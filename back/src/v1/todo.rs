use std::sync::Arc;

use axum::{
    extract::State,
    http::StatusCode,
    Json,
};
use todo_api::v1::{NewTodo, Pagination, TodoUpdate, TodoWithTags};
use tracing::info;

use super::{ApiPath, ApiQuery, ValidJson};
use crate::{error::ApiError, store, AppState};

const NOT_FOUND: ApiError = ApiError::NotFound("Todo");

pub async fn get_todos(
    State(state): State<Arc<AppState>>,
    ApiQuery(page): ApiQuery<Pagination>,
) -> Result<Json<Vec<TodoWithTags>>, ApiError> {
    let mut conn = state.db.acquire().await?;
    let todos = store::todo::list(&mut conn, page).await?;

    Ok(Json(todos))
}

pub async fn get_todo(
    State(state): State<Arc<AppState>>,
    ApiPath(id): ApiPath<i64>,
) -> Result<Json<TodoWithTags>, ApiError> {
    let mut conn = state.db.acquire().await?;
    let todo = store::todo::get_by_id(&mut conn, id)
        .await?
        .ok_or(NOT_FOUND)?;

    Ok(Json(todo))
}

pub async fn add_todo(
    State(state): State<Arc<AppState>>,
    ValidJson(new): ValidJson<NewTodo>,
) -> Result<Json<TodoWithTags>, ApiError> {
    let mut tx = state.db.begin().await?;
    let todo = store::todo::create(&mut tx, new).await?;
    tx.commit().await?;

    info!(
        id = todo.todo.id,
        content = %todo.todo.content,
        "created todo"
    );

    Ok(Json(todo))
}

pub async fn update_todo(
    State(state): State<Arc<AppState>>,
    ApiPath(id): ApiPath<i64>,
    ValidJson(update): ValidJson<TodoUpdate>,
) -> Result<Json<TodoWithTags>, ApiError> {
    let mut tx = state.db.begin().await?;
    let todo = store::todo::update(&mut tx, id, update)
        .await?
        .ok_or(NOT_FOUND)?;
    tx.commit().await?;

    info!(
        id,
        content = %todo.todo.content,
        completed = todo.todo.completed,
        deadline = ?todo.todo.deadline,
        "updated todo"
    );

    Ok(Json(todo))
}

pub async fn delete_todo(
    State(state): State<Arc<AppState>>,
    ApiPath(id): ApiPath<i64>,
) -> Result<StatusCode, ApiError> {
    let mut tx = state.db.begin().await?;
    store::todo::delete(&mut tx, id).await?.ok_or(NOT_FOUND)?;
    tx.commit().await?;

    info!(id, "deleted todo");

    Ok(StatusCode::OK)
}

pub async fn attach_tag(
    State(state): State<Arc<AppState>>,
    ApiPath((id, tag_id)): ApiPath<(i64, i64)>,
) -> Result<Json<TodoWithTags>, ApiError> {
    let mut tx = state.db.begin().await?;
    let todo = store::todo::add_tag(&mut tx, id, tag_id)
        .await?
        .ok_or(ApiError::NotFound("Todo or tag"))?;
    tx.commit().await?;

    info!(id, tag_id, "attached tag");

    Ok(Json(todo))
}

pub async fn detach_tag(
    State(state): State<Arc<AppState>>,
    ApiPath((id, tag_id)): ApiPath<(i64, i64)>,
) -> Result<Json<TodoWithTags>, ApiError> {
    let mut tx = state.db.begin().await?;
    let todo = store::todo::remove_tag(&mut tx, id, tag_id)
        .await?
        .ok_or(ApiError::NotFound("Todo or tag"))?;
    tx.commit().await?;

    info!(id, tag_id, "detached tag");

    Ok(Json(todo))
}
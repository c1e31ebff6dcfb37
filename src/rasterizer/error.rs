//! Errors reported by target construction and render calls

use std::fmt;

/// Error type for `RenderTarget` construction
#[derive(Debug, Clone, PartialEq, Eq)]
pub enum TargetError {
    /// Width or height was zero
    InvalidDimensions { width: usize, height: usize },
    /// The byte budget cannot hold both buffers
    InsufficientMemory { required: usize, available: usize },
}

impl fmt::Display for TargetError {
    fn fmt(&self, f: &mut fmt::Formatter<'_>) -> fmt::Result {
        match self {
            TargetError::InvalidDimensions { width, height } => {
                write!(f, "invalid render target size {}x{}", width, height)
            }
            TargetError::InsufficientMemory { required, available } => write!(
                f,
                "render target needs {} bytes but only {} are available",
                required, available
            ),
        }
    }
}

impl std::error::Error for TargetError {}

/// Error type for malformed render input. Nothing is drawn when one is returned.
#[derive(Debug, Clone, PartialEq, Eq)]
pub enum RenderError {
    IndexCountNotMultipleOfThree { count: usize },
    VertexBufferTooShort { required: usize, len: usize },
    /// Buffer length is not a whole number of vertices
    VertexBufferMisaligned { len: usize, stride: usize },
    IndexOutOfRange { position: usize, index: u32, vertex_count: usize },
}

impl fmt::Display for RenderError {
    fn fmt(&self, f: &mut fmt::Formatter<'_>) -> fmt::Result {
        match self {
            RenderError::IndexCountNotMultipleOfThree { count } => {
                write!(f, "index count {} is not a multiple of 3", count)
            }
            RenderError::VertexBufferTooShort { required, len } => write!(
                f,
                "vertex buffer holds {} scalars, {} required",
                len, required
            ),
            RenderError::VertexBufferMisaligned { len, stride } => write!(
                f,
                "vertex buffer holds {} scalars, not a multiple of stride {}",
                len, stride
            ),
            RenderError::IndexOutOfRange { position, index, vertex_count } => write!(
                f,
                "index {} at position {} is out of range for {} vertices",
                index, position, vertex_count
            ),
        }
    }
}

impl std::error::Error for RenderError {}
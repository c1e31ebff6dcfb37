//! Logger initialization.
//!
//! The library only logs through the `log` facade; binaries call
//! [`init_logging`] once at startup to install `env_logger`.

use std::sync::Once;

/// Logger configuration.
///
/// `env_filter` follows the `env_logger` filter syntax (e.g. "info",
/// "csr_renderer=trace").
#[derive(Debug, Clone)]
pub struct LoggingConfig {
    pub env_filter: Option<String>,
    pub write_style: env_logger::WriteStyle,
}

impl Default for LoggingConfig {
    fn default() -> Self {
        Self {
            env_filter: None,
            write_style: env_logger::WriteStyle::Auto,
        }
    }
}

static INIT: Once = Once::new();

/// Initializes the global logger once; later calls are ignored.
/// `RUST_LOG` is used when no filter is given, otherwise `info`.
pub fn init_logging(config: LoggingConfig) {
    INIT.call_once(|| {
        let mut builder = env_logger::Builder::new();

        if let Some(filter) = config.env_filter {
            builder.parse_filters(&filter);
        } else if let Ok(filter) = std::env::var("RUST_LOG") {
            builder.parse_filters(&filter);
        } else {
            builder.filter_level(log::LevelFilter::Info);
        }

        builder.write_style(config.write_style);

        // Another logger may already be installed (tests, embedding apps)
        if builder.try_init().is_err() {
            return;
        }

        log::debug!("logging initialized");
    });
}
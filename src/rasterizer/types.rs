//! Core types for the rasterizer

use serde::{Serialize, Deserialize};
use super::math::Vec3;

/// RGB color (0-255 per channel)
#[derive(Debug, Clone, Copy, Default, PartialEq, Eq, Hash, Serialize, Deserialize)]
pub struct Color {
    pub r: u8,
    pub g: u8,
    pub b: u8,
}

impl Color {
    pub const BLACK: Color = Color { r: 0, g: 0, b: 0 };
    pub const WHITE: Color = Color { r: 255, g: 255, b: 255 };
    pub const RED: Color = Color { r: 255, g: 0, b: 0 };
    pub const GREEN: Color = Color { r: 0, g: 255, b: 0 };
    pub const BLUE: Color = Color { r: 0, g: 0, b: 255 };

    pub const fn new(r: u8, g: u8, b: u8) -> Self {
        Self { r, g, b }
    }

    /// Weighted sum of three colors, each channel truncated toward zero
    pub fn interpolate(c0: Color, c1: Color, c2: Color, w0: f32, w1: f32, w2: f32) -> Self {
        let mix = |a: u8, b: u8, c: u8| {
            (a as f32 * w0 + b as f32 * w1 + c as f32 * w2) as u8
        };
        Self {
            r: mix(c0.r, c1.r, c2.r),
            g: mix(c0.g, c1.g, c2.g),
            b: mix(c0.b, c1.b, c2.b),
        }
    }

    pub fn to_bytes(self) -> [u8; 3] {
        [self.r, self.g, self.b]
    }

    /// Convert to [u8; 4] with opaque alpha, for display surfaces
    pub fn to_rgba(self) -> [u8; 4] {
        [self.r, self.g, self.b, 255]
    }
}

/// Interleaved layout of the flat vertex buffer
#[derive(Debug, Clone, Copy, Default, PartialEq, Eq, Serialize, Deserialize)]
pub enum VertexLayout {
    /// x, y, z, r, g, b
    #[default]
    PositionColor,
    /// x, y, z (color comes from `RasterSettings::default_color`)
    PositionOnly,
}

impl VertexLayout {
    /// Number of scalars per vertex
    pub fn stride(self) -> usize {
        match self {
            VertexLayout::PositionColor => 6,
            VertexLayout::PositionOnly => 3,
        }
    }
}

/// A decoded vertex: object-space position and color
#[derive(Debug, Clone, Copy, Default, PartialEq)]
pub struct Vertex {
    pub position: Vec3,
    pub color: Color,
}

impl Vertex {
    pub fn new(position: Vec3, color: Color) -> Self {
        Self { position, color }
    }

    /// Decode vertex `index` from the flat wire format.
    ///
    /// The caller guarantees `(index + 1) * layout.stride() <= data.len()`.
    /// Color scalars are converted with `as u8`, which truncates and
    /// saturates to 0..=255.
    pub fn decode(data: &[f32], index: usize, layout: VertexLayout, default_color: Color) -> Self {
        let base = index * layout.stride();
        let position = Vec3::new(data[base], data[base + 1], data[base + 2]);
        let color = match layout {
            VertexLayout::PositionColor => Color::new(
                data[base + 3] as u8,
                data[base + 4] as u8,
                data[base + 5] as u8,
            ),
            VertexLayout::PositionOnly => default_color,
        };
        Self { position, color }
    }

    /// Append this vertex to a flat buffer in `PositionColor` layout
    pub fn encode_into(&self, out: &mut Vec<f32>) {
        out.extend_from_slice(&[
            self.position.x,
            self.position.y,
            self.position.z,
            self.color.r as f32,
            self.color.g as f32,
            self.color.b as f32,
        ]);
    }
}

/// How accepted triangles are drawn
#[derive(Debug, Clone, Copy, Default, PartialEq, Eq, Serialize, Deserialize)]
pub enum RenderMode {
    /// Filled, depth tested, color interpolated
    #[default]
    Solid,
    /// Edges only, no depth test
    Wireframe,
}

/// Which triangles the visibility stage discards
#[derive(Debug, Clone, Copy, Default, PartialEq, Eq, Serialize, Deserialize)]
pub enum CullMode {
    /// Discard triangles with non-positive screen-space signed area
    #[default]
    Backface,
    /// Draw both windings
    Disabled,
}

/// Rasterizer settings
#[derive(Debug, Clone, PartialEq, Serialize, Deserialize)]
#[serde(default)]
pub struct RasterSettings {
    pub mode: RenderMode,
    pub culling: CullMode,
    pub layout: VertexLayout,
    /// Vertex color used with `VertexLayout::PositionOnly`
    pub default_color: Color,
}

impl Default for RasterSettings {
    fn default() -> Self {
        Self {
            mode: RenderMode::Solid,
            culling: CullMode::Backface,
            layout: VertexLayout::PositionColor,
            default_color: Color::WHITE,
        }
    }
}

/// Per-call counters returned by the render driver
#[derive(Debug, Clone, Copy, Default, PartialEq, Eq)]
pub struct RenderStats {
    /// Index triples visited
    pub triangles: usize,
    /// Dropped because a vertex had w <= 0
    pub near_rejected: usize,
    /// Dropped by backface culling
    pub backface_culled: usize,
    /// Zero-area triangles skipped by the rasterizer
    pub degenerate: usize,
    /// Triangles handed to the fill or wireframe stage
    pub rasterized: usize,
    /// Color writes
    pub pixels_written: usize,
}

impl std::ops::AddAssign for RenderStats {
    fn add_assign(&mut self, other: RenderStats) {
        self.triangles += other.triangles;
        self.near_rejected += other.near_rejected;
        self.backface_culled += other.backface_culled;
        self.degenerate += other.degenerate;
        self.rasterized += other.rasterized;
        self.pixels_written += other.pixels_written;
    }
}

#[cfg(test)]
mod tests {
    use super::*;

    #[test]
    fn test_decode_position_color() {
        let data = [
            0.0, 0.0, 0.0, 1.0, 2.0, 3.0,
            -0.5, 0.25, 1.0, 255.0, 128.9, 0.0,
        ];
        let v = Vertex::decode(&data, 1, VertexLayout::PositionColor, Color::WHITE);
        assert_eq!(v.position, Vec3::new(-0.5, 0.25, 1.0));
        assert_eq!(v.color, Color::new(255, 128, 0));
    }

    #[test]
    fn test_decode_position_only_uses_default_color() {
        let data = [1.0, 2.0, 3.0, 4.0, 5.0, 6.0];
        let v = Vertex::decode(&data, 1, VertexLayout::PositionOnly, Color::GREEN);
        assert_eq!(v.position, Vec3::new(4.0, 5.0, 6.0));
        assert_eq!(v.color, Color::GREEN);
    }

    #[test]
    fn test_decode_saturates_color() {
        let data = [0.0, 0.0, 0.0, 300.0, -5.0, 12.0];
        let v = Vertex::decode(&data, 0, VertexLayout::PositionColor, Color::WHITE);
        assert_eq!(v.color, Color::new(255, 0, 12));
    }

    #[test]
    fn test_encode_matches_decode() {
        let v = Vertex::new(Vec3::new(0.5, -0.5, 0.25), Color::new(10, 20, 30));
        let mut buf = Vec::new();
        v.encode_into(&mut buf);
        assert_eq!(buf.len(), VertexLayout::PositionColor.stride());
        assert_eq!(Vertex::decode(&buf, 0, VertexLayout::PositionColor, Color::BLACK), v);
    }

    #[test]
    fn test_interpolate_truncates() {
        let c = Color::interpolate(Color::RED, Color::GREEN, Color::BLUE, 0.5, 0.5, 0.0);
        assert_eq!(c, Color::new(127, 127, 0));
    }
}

- - - - -

- WHAT IS EXPECTED
From the records above, give again exactly the lines running from the line with "facade; binaries call" to the line with "(tests, embedding apps)", inclusive.

- ANSWER TO THE EXERCISE
//! The library only logs through the `log` facade; binaries call
//! [`init_logging`] once at startup to install `env_logger`.

use std::sync::Once;

/// Logger configuration.
///
/// `env_filter` follows the `env_logger` filter syntax (e.g. "info",
/// "csr_renderer=trace").
#[derive(Debug, Clone)]
pub struct LoggingConfig {
    pub env_filter: Option<String>,
    pub write_style: env_logger::WriteStyle,
}

impl Default for LoggingConfig {
    fn default() -> Self {
        Self {
            env_filter: None,
            write_style: env_logger::WriteStyle::Auto,
        }
    }
}

static INIT: Once = Once::new();

/// Initializes the global logger once; later calls are ignored.
/// `RUST_LOG` is used when no filter is given, otherwise `info`.
pub fn init_logging(config: LoggingConfig) {
    INIT.call_once(|| {
        let mut builder = env_logger::Builder::new();

        if let Some(filter) = config.env_filter {
            builder.parse_filters(&filter);
        } else if let Ok(filter) = std::env::var("RUST_LOG") {
            builder.parse_filters(&filter);
        } else {
            builder.filter_level(log::LevelFilter::Info);
        }

        builder.write_style(config.write_style);

        // Another logger may already be installed (tests, embedding apps)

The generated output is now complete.